(Beginning of SOURCE MATERIAL)

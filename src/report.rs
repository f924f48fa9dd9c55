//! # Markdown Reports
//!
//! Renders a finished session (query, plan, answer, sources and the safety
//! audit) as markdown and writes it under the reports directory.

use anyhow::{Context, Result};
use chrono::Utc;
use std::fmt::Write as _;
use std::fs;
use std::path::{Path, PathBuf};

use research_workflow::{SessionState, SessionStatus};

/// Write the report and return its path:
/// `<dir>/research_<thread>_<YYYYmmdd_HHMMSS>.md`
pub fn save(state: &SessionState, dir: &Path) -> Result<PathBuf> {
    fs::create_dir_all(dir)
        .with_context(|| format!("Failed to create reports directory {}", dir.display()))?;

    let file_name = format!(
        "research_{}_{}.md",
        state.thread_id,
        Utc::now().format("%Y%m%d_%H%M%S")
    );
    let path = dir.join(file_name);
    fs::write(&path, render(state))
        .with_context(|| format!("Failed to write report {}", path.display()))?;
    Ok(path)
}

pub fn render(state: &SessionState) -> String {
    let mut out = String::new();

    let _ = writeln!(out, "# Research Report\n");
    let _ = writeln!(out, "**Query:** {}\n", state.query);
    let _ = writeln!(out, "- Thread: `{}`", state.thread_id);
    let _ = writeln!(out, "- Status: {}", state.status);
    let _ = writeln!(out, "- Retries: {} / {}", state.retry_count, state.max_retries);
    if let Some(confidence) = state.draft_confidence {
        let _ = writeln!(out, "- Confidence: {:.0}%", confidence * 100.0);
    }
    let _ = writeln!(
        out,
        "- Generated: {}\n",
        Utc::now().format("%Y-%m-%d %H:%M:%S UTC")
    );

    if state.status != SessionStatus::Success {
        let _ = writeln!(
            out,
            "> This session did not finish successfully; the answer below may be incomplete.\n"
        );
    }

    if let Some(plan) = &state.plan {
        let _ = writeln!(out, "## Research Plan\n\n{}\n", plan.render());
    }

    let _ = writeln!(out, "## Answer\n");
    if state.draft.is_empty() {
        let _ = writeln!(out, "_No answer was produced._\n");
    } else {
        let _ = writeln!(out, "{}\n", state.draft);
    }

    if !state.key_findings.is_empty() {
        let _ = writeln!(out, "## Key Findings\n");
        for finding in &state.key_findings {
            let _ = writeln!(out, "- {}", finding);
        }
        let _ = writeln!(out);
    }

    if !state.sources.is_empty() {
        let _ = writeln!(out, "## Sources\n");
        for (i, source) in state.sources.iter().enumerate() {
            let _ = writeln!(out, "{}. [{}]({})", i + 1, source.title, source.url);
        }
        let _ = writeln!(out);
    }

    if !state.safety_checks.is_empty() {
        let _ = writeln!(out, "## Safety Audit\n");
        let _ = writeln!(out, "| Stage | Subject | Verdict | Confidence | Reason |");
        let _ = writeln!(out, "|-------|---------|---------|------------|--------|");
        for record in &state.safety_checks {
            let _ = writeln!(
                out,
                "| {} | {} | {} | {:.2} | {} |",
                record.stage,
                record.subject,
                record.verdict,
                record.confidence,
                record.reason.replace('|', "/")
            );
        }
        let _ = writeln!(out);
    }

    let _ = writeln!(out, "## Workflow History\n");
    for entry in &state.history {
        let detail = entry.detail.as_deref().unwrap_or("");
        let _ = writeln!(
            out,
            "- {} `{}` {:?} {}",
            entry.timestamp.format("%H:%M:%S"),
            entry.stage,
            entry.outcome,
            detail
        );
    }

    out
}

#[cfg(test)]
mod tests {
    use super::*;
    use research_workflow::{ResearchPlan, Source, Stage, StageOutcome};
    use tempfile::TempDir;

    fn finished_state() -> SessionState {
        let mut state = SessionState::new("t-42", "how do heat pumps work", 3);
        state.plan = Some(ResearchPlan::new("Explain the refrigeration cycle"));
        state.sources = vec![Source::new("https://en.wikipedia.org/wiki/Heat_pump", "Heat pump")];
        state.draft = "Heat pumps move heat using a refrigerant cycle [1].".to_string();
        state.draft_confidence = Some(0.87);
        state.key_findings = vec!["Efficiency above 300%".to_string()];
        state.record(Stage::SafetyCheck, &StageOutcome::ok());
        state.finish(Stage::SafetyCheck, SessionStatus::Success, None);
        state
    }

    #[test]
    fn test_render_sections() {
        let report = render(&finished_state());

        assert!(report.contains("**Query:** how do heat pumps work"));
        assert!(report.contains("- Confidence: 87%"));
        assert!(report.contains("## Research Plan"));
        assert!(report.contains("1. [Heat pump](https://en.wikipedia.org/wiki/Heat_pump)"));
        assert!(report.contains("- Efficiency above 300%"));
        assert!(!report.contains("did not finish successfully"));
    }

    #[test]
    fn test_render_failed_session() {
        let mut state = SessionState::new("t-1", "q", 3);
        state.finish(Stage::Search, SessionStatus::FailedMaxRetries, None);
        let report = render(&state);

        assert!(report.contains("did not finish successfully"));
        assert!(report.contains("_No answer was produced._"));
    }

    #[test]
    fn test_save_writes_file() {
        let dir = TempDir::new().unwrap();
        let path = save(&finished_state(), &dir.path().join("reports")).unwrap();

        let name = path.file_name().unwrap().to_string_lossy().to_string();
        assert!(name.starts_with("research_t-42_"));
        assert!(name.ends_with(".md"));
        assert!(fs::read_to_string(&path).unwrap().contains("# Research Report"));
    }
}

(End of SOURCE MATERIAL)

> _WHAT IS REQUIRED_: The answer must consist of every line from the entries that holds the string "record".

> _ANSWER TO THE PROBLEM_:
        for record in &state.safety_checks {
                record.stage,
                record.subject,
                record.verdict,
                record.confidence,
                record.reason.replace('|', "/")
        state.record(Stage::SafetyCheck, &StageOutcome::ok());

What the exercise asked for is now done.